El mejor consejo es el que no se da.
Con que facilidad nos lanzamos a recomendar, sugerir, indicar.
Aconsejar… ¡Cuánta responsabilidad!
¿Y quién es uno para aconsejar a otro?
Basándonos en la experiencia, podemos opinar, orientar, guiar.
Teniendo en cuenta que todos somos diferentes, ¿Hasta qué punto puede servir nuestro consejo a otro?
¡Qué arrogante puede llegar a ser esto de aconsejar!
Hay que favorecer, ayudar; siempre y cuando estemos capacitados para hacerlo, y la situación o la persona lo pida.

5 comentarios:

Ginebra dijo...

Lo cierto es que por costumbre solemos emplear eso de “te aconsejo...”, cuando sin darnos cuenta, estamos sentenciando algo, que incluso a veces desconocemos, bajo nuestra opinión personal, sin tener en cuenta que nadie está en el poder de la verdad absoluta, o sencillamente en lo que conviene o no en cada caso.
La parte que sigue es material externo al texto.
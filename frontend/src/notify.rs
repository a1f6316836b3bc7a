//! Best-effort user alerts.
//!
//! Three independent channels: a system notification (only with granted
//! permission and a hidden tab), an in-page toast delivered through a
//! callback the owning page supplies, and a short two-tone audio cue
//! gated by a persisted preference. A failing channel logs a console
//! warning and never takes the others down.

use gloo_storage::{LocalStorage, Storage};
use gloo_timers::callback::Timeout;
use uuid::Uuid;
use web_sys::{AudioContext, Notification, NotificationOptions, NotificationPermission, OscillatorType};
use yew::Callback;

const SOUND_KEY: &str = "soundEnabled";
const SYSTEM_NOTIFICATION_TIMEOUT_MS: u32 = 5_000;

/// One in-page toast.
#[derive(Debug, Clone, PartialEq)]
pub struct Toast {
    pub id: Uuid,
    pub message: String,
    pub flavor: ToastFlavor,
}

#[derive(Debug, Clone, Copy, PartialEq, Eq)]
pub enum ToastFlavor {
    Info,
    Success,
    Error,
}

impl Toast {
    pub fn info(message: impl Into<String>) -> Self {
        Self::with_flavor(message, ToastFlavor::Info)
    }

    pub fn success(message: impl Into<String>) -> Self {
        Self::with_flavor(message, ToastFlavor::Success)
    }

    pub fn error(message: impl Into<String>) -> Self {
        Self::with_flavor(message, ToastFlavor::Error)
    }

    fn with_flavor(message: impl Into<String>, flavor: ToastFlavor) -> Self {
        Self {
            id: Uuid::new_v4(),
            message: message.into(),
            flavor,
        }
    }
}

/// Fan-out point for incoming-message alerts.
#[derive(Clone, PartialEq)]
pub struct Notifier {
    toast_sink: Callback<Toast>,
}

impl Notifier {
    pub fn new(toast_sink: Callback<Toast>) -> Self {
        Self { toast_sink }
    }

    /// Ask the browser for notification permission if still undecided.
    pub fn request_permission() {
        if Notification::permission() == NotificationPermission::Default {
            // The returned promise resolves with the user's choice; the
            // next notification call re-reads the permission anyway.
            let _ = Notification::request_permission();
        }
    }

    /// Announce an incoming message on every enabled channel.
    pub fn message_received(&self, title: &str, body: &str) {
        self.toast_sink.emit(Toast::info(body));
        system_notification(title, body);
        if sound_enabled() {
            play_chime();
        }
    }

    pub fn toast(&self, toast: Toast) {
        self.toast_sink.emit(toast);
    }
}

fn document_hidden() -> bool {
    web_sys::window()
        .and_then(|window| window.document())
        .is_some_and(|document| document.hidden())
}

/// System notifications only fire for hidden tabs; a visible chat page
/// already shows the message.
fn system_notification(title: &str, body: &str) {
    if Notification::permission() != NotificationPermission::Granted || !document_hidden() {
        return;
    }
    let options = NotificationOptions::new();
    options.set_body(body);
    match Notification::new_with_options(title, &options) {
        Ok(notification) => {
            Timeout::new(SYSTEM_NOTIFICATION_TIMEOUT_MS, move || notification.close()).forget();
        }
        Err(err) => web_sys::console::warn_2(&"notification failed:".into(), &err),
    }
}

fn play_chime() {
    if let Err(err) = try_play_chime() {
        web_sys::console::warn_2(&"audio cue failed:".into(), &err);
    }
}

/// Two descending sine tones, 800 Hz then 600 Hz, fading out over 0.2 s.
fn try_play_chime() -> Result<(), wasm_bindgen::JsValue> {
    let ctx = AudioContext::new()?;
    let oscillator = ctx.create_oscillator()?;
    let gain = ctx.create_gain()?;
    oscillator.connect_with_audio_node(&gain)?;
    gain.connect_with_audio_node(&ctx.destination())?;

    oscillator.set_type(OscillatorType::Sine);
    let start = ctx.current_time();
    oscillator.frequency().set_value_at_time(800.0, start)?;
    oscillator.frequency().set_value_at_time(600.0, start + 0.1)?;
    gain.gain().set_value_at_time(0.3, start)?;
    gain.gain().exponential_ramp_to_value_at_time(0.01, start + 0.2)?;

    oscillator.start()?;
    oscillator.stop_with_when(start + 0.2)?;
    Ok(())
}

/// Sound preference, on by default.
pub fn sound_enabled() -> bool {
    LocalStorage::get(SOUND_KEY).unwrap_or(true)
}

/// Flip and persist the sound preference; returns the new value.
pub fn toggle_sound() -> bool {
    let enabled = !sound_enabled();
    if LocalStorage::set(SOUND_KEY, enabled).is_err() {
        web_sys::console::warn_1(&"failed to persist sound preference".into());
    }
    enabled
}

#[cfg(test)]
mod tests {
    use super::*;

    #[test]
    fn toast_constructors_set_flavor() {
        assert_eq!(Toast::info("a").flavor, ToastFlavor::Info);
        assert_eq!(Toast::success("b").flavor, ToastFlavor::Success);
        assert_eq!(Toast::error("c").flavor, ToastFlavor::Error);
    }

    #[test]
    fn toast_ids_are_unique() {
        assert_ne!(Toast::info("same").id, Toast::info("same").id);
    }
}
Y como bien dices en tu escrito, todos y cada uno de nosotros somos diferentes, con lo que no siempre un mismo consejo servirá para dos personas o situaciones distintas.
Un placer caminar por tu blog...
Bsos...

Sara dijo...

Que facil seria girar la cabeza cuando nos piden ayuda... incluso a veces sabio...
Pero que cobardes seriamos...

Por cierto me encantó el poema, y los demas también son preciosos; gracias!!

Ginebra dijo...

Es increíble como el sonido que emiten las teclas de un piano, pueden llegar a elevar el alma y erizar la piel como lo hacen...
Preciosa música...
Bsos...

Mientras Lees dijo...

Me encantó el blog.

Estoy de acuerdo, pero también pienso que sería muy de cobardes no prestar la ayuda, o aconsejar si alguien lo necesita. Hay una filosofía, la cual uno no puede ser tan arrogante para aconsejar. Pero es inevitable.

Me gustó muchísimo el blog, te sigo :)

Aline Amora dijo...

Gracias por enriquecer mis ojos literarias ... Me encantó tu blog!